[Source material Boundary: Start]

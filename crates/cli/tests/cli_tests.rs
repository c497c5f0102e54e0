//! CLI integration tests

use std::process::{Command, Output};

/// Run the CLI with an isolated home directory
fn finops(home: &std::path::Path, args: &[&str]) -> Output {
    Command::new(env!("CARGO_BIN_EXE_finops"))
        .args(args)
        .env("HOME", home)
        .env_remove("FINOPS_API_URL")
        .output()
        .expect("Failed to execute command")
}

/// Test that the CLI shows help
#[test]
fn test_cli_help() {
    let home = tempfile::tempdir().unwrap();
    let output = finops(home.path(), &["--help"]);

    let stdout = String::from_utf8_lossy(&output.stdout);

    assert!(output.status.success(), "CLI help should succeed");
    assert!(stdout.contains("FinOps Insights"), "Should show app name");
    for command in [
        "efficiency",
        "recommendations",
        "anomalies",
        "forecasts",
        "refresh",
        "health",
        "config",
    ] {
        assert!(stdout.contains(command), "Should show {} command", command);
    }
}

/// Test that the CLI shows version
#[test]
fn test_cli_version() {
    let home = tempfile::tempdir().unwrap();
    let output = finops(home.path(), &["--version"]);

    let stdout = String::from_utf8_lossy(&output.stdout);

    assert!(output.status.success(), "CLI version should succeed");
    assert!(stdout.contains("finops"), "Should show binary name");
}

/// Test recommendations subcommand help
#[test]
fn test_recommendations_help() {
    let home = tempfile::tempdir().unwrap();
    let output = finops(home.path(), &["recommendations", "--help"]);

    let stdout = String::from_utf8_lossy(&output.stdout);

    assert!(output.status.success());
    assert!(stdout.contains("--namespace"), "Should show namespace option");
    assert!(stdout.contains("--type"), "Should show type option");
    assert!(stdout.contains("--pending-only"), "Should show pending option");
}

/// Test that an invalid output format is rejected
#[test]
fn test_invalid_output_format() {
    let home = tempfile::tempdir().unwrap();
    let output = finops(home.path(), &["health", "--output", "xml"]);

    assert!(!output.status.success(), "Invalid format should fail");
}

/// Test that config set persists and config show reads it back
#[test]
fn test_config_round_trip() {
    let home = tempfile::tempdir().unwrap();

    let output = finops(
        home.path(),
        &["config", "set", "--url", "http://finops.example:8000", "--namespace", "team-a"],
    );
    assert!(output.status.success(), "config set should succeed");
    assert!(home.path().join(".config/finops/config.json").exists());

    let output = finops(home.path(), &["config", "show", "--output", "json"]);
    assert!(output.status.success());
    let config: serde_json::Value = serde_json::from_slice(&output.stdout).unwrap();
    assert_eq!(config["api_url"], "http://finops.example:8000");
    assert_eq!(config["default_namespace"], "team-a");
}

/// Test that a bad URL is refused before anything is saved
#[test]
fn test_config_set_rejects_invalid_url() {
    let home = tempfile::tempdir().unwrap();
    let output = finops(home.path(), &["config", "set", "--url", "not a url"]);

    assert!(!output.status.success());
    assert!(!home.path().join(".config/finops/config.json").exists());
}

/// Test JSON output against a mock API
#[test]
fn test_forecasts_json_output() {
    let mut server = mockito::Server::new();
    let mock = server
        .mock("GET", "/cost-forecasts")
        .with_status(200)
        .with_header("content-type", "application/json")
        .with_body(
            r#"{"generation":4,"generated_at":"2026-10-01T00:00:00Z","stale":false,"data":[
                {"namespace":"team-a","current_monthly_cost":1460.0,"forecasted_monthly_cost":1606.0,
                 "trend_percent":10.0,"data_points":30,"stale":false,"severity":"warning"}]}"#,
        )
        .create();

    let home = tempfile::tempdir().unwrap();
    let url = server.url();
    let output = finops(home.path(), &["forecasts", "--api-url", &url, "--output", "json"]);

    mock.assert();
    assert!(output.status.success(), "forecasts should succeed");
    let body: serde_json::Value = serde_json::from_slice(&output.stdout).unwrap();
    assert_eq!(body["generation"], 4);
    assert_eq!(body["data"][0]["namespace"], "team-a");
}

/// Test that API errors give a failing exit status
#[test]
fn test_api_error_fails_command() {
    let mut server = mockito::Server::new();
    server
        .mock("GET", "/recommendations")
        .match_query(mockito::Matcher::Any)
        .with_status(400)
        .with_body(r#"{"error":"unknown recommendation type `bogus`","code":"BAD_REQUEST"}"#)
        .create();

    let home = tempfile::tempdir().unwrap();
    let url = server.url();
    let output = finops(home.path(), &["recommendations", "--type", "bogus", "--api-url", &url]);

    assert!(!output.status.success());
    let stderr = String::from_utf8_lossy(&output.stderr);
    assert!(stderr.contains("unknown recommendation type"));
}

[Source material Boundary: End]

## Directions
Each line of the records belongs in the answer, reproduced exactly.

## Answer section
filename crates/cli/tests/cli_tests.rs
repository c497c5f0102e54e0
//! CLI integration tests

use std::process::{Command, Output};

/// Run the CLI with an isolated home directory
fn finops(home: &std::path::Path, args: &[&str]) -> Output {
    Command::new(env!("CARGO_BIN_EXE_finops"))
        .args(args)
        .env("HOME", home)
        .env_remove("FINOPS_API_URL")
        .output()
        .expect("Failed to execute command")
}

/// Test that the CLI shows help
#[test]
fn test_cli_help() {
    let home = tempfile::tempdir().unwrap();
    let output = finops(home.path(), &["--help"]);

    let stdout = String::from_utf8_lossy(&output.stdout);

    assert!(output.status.success(), "CLI help should succeed");
    assert!(stdout.contains("FinOps Insights"), "Should show app name");
    for command in [
        "efficiency",
        "recommendations",
        "anomalies",
        "forecasts",
        "refresh",
        "health",
        "config",
    ] {
        assert!(stdout.contains(command), "Should show {} command", command);
    }
}

/// Test that the CLI shows version
#[test]
fn test_cli_version() {
    let home = tempfile::tempdir().unwrap();
    let output = finops(home.path(), &["--version"]);

    let stdout = String::from_utf8_lossy(&output.stdout);

    assert!(output.status.success(), "CLI version should succeed");
    assert!(stdout.contains("finops"), "Should show binary name");
}

/// Test recommendations subcommand help
#[test]
fn test_recommendations_help() {
    let home = tempfile::tempdir().unwrap();
    let output = finops(home.path(), &["recommendations", "--help"]);

    let stdout = String::from_utf8_lossy(&output.stdout);

    assert!(output.status.success());
    assert!(stdout.contains("--namespace"), "Should show namespace option");
    assert!(stdout.contains("--type"), "Should show type option");
    assert!(stdout.contains("--pending-only"), "Should show pending option");
}

/// Test that an invalid output format is rejected
#[test]
fn test_invalid_output_format() {
    let home = tempfile::tempdir().unwrap();
    let output = finops(home.path(), &["health", "--output", "xml"]);

    assert!(!output.status.success(), "Invalid format should fail");
}

/// Test that config set persists and config show reads it back
#[test]
fn test_config_round_trip() {
    let home = tempfile::tempdir().unwrap();

    let output = finops(
        home.path(),
        &["config", "set", "--url", "http://finops.example:8000", "--namespace", "team-a"],
    );
    assert!(output.status.success(), "config set should succeed");
    assert!(home.path().join(".config/finops/config.json").exists());

    let output = finops(home.path(), &["config", "show", "--output", "json"]);
    assert!(output.status.success());
    let config: serde_json::Value = serde_json::from_slice(&output.stdout).unwrap();
    assert_eq!(config["api_url"], "http://finops.example:8000");
    assert_eq!(config["default_namespace"], "team-a");
}

/// Test that a bad URL is refused before anything is saved
#[test]
fn test_config_set_rejects_invalid_url() {
    let home = tempfile::tempdir().unwrap();
    let output = finops(home.path(), &["config", "set", "--url", "not a url"]);

    assert!(!output.status.success());
    assert!(!home.path().join(".config/finops/config.json").exists());
}

/// Test JSON output against a mock API
#[test]
fn test_forecasts_json_output() {
    let mut server = mockito::Server::new();
    let mock = server
        .mock("GET", "/cost-forecasts")
        .with_status(200)
        .with_header("content-type", "application/json")
        .with_body(
            r#"{"generation":4,"generated_at":"2026-10-01T00:00:00Z","stale":false,"data":[
                {"namespace":"team-a","current_monthly_cost":1460.0,"forecasted_monthly_cost":1606.0,
                 "trend_percent":10.0,"data_points":30,"stale":false,"severity":"warning"}]}"#,
        )
        .create();

    let home = tempfile::tempdir().unwrap();
    let url = server.url();
    let output = finops(home.path(), &["forecasts", "--api-url", &url, "--output", "json"]);

    mock.assert();
    assert!(output.status.success(), "forecasts should succeed");
    let body: serde_json::Value = serde_json::from_slice(&output.stdout).unwrap();
    assert_eq!(body["generation"], 4);
    assert_eq!(body["data"][0]["namespace"], "team-a");
}

/// Test that API errors give a failing exit status
#[test]
fn test_api_error_fails_command() {
    let mut server = mockito::Server::new();
    server
        .mock("GET", "/recommendations")
        .match_query(mockito::Matcher::Any)
        .with_status(400)
        .with_body(r#"{"error":"unknown recommendation type `bogus`","code":"BAD_REQUEST"}"#)
        .create();

    let home = tempfile::tempdir().unwrap();
    let url = server.url();
    let output = finops(home.path(), &["recommendations", "--type", "bogus", "--api-url", &url]);

    assert!(!output.status.success());
    let stderr = String::from_utf8_lossy(&output.stderr);
    assert!(stderr.contains("unknown recommendation type"));
}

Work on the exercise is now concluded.